- _Aim of the exercise_
Your answer should be the exact lines of the records, starting with the one containing "must start with" and running to the end.

------ Exercise input ------

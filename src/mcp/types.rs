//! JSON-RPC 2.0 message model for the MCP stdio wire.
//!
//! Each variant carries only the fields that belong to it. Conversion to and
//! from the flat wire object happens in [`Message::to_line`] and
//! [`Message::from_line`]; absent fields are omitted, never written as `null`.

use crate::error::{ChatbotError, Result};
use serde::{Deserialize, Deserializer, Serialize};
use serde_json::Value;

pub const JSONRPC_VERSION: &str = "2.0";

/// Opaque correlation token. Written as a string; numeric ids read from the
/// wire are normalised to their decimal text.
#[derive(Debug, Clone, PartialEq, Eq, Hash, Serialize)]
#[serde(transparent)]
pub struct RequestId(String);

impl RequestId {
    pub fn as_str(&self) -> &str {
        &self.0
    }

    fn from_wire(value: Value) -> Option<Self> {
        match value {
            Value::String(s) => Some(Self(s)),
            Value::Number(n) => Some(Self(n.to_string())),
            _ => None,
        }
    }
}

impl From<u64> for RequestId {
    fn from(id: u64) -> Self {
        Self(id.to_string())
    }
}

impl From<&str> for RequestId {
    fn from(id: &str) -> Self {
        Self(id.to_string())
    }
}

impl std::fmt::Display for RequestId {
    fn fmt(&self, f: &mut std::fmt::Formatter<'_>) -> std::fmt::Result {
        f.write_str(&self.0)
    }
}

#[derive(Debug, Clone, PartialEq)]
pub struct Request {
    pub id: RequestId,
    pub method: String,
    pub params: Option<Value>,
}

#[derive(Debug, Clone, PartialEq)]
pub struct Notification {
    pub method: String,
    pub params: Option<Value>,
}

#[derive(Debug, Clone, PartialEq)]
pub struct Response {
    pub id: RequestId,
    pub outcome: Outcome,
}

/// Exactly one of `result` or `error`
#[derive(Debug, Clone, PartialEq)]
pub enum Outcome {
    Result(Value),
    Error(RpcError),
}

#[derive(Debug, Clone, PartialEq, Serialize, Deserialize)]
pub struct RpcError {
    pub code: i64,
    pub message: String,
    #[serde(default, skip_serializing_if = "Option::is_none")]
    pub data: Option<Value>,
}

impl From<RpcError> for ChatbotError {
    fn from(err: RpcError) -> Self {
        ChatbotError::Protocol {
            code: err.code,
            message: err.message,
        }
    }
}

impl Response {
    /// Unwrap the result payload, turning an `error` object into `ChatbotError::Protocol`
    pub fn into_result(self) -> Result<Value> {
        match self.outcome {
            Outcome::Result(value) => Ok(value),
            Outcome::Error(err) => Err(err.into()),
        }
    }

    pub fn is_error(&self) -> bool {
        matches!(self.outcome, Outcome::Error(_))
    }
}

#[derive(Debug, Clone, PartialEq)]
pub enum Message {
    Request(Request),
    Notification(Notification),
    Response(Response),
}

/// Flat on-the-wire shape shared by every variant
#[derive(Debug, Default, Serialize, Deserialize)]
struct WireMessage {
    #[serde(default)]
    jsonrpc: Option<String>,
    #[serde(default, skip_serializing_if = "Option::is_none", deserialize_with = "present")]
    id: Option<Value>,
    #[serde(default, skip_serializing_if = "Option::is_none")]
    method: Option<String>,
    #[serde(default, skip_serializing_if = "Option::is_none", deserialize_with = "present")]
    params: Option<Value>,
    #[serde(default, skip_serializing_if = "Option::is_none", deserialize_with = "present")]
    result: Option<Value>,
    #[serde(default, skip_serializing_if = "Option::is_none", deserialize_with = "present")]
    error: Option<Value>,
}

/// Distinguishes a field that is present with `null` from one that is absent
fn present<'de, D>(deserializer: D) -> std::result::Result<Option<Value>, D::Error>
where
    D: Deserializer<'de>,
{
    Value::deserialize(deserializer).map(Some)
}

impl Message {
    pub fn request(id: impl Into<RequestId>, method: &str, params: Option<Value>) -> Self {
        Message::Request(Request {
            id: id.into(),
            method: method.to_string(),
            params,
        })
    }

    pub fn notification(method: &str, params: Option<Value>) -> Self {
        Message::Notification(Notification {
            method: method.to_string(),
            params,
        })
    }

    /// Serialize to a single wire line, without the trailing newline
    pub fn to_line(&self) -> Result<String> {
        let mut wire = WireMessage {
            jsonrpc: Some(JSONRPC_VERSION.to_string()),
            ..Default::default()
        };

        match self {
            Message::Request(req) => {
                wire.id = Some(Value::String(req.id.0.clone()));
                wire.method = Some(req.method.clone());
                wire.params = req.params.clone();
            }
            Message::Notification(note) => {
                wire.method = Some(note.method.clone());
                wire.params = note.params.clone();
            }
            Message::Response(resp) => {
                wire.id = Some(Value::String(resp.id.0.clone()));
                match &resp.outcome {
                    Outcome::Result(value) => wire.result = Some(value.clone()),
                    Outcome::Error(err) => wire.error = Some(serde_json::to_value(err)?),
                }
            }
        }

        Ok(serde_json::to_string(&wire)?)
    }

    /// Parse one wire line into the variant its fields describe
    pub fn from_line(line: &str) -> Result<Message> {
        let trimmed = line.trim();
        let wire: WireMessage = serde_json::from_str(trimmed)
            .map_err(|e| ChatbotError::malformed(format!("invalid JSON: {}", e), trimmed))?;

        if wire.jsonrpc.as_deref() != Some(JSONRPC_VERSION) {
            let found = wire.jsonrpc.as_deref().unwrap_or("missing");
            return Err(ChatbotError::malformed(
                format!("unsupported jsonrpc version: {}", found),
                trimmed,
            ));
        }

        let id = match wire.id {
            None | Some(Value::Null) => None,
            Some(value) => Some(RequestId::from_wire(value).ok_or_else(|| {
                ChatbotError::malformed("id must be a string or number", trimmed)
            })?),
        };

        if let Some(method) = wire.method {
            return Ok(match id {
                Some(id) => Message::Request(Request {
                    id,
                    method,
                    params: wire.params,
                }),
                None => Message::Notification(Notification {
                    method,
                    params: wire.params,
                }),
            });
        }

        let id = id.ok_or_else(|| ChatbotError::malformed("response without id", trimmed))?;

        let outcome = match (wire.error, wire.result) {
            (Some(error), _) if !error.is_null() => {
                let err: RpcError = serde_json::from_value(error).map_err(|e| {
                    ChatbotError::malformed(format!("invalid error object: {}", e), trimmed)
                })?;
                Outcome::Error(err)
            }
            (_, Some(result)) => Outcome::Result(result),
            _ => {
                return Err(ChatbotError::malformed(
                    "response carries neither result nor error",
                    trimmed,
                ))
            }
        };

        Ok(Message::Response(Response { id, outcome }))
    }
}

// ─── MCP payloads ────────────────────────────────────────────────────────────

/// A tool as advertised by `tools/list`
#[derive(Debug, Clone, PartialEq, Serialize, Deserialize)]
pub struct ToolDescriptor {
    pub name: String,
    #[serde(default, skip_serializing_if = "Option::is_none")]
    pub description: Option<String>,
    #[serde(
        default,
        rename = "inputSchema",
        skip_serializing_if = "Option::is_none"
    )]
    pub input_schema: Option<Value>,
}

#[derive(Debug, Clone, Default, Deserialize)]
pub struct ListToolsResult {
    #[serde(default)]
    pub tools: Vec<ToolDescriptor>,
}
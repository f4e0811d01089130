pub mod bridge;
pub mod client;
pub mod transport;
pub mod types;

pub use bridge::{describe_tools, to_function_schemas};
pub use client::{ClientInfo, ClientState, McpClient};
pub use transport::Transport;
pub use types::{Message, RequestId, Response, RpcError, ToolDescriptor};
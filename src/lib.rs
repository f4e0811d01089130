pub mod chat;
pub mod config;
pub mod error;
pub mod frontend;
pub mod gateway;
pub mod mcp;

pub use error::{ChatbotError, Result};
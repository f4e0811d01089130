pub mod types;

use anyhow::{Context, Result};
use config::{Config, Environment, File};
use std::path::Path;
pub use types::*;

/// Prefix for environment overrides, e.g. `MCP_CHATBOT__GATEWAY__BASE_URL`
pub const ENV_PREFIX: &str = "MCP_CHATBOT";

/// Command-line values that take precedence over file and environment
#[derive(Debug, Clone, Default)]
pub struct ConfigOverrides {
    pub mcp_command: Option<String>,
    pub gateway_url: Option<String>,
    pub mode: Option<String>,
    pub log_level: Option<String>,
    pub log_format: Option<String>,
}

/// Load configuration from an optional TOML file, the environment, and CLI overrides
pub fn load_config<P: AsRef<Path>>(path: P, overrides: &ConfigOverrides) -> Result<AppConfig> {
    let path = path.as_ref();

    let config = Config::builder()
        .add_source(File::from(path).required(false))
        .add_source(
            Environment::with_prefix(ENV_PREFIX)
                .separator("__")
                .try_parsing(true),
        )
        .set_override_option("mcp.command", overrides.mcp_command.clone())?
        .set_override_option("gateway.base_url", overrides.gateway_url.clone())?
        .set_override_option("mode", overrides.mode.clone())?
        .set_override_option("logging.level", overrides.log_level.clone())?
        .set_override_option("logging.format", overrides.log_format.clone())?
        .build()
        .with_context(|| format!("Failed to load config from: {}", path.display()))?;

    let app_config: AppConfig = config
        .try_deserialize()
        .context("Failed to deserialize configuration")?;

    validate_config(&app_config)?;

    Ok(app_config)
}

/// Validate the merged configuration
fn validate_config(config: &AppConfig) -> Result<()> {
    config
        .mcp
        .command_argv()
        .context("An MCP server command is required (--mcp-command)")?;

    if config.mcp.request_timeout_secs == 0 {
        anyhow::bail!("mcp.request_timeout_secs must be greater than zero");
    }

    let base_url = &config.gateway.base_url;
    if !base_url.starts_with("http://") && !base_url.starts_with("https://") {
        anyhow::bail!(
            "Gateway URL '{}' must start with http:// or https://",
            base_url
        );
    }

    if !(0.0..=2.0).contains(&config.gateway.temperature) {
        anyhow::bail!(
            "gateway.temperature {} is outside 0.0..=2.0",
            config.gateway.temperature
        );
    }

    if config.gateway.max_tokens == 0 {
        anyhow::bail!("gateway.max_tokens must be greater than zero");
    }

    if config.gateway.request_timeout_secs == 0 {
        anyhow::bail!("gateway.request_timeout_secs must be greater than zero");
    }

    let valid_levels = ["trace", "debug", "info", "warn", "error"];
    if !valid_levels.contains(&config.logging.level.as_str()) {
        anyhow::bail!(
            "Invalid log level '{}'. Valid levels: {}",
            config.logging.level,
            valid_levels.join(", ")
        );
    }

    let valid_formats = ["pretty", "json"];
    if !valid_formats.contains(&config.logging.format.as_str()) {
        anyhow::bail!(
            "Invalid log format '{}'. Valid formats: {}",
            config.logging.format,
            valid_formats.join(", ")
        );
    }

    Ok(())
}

------

- _Solved problem_
            "Gateway URL '{}' must start with http:// or https://",
            base_url
        );
    }

    if !(0.0..=2.0).contains(&config.gateway.temperature) {
        anyhow::bail!(
            "gateway.temperature {} is outside 0.0..=2.0",
            config.gateway.temperature
        );
    }

    if config.gateway.max_tokens == 0 {
        anyhow::bail!("gateway.max_tokens must be greater than zero");
    }

    if config.gateway.request_timeout_secs == 0 {
        anyhow::bail!("gateway.request_timeout_secs must be greater than zero");
    }

    let valid_levels = ["trace", "debug", "info", "warn", "error"];
    if !valid_levels.contains(&config.logging.level.as_str()) {
        anyhow::bail!(
            "Invalid log level '{}'. Valid levels: {}",
            config.logging.level,
            valid_levels.join(", ")
        );
    }

    let valid_formats = ["pretty", "json"];
    if !valid_formats.contains(&config.logging.format.as_str()) {
        anyhow::bail!(
            "Invalid log format '{}'. Valid formats: {}",
            config.logging.format,
            valid_formats.join(", ")
        );
    }

    Ok(())
}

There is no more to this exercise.